[ENTRIES SUPPLIED]
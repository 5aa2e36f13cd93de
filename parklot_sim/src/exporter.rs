//! JSON exporter for simulation runs.
//!
//! Exports the event stream plus a sampled occupancy curve for offline
//! plotting.

use parklot_core::{EventSink, LotEvent, SimulationStats};
use serde::Serialize;
use std::fs::File;
use std::io::Write;

/// Occupancy at one point in simulated time.
#[derive(Debug, Clone, PartialEq, Eq, Serialize)]
pub struct OccupancyFrame {
    /// Simulated second
    pub clock: u64,

    /// Cars parked after the last event of that second
    pub occupancy: usize,
}

/// Complete simulation export.
#[derive(Debug, Clone, Serialize)]
pub struct SimExport {
    /// Scenario or design name
    pub scenario: String,

    /// Seed used
    pub seed: u64,

    /// Number of parkable spots
    pub capacity: usize,

    /// Sampled occupancy, at most one frame per interval
    pub frames: Vec<OccupancyFrame>,

    /// Every event in step order
    pub events: Vec<LotEvent>,

    /// Final counters
    #[serde(skip_serializing_if = "Option::is_none")]
    pub stats: Option<SimulationStats>,

    /// Final invariant check result
    pub passed: bool,

    #[serde(skip)]
    frame_interval: u64,

    #[serde(skip)]
    occupancy: usize,
}

impl SimExport {
    /// Creates a new export container.
    pub fn new(scenario: &str, seed: u64, capacity: usize, frame_interval: u64) -> Self {
        Self {
            scenario: scenario.to_string(),
            seed,
            capacity,
            frames: Vec::new(),
            events: Vec::new(),
            stats: None,
            passed: false,
            frame_interval: frame_interval.max(1),
            occupancy: 0,
        }
    }

    /// Starts the occupancy curve from a pre-populated lot.
    pub fn with_initial_occupancy(mut self, occupancy: usize) -> Self {
        self.occupancy = occupancy;
        self
    }

    fn record_frame(&mut self, clock: u64) {
        let bucket = clock / self.frame_interval;
        match self.frames.last_mut() {
            Some(last) if last.clock / self.frame_interval == bucket => {
                last.clock = clock;
                last.occupancy = self.occupancy;
            }
            _ => self.frames.push(OccupancyFrame {
                clock,
                occupancy: self.occupancy,
            }),
        }
    }

    /// Finalizes the export.
    pub fn finalize(&mut self, stats: SimulationStats, passed: bool) {
        self.stats = Some(stats);
        self.passed = passed;
    }

    /// Writes to a JSON file.
    pub fn write_to_file(&self, path: &str) -> std::io::Result<()> {
        let json = serde_json::to_string_pretty(self)?;
        let mut file = File::create(path)?;
        file.write_all(json.as_bytes())?;
        Ok(())
    }
}

impl EventSink for SimExport {
    fn on_event(&mut self, event: &LotEvent) {
        match event {
            LotEvent::Entered { occupancy, .. } | LotEvent::Exited { occupancy, .. } => {
                self.occupancy = *occupancy;
            }
            LotEvent::Departed { .. } => {
                self.occupancy = self.occupancy.saturating_sub(1);
            }
            LotEvent::Arrived { .. } => {}
        }
        self.record_frame(event.clock());
        self.events.push(event.clone());
    }
}

#[cfg(test)]
mod tests {
    use super::*;
    use parklot_core::{Car, CarType};

    fn entered(clock: u64, occupancy: usize) -> LotEvent {
        LotEvent::Entered {
            clock,
            car: Car::new(CarType::Regular, "EXP001"),
            row: 0,
            col: 0,
            waited: 0,
            occupancy,
        }
    }

    #[test]
    fn test_frames_are_sampled_per_interval() {
        let mut export = SimExport::new("standard", 42, 28, 60);
        export.on_event(&entered(5, 1));
        export.on_event(&entered(30, 2));
        export.on_event(&entered(61, 3));

        assert_eq!(
            export.frames,
            vec![
                OccupancyFrame { clock: 30, occupancy: 2 },
                OccupancyFrame { clock: 61, occupancy: 3 },
            ]
        );
        assert_eq!(export.events.len(), 3);
    }

    #[test]
    fn test_departures_lower_occupancy() {
        let mut export = SimExport::new("standard", 1, 10, 1).with_initial_occupancy(2);
        export.on_event(&LotEvent::Departed {
            clock: 3,
            car: Car::new(CarType::Small, "GONE01"),
            row: 0,
            col: 0,
            parked_at: 0,
            forced: false,
        });
        assert_eq!(export.frames.last().unwrap().occupancy, 1);
    }

    #[test]
    fn test_serializes_events_with_kind_tag() {
        let mut export = SimExport::new("compact", 7, 3, 10);
        export.on_event(&entered(0, 1));
        export.finalize(SimulationStats::default(), true);

        let json = serde_json::to_value(&export).unwrap();
        assert_eq!(json["scenario"], "compact");
        assert_eq!(json["events"][0]["kind"], "entered");
        assert_eq!(json["events"][0]["car"]["car_type"], "regular");
        assert_eq!(json["passed"], true);
        assert!(json.get("frame_interval").is_none());
    }
}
[/ENTRIES SUPPLIED]
** TASK TO COMPLETE **
Line count for "Option": say how many lines of the entries above include that word, and give only the number.

** TASK ANSWER **
2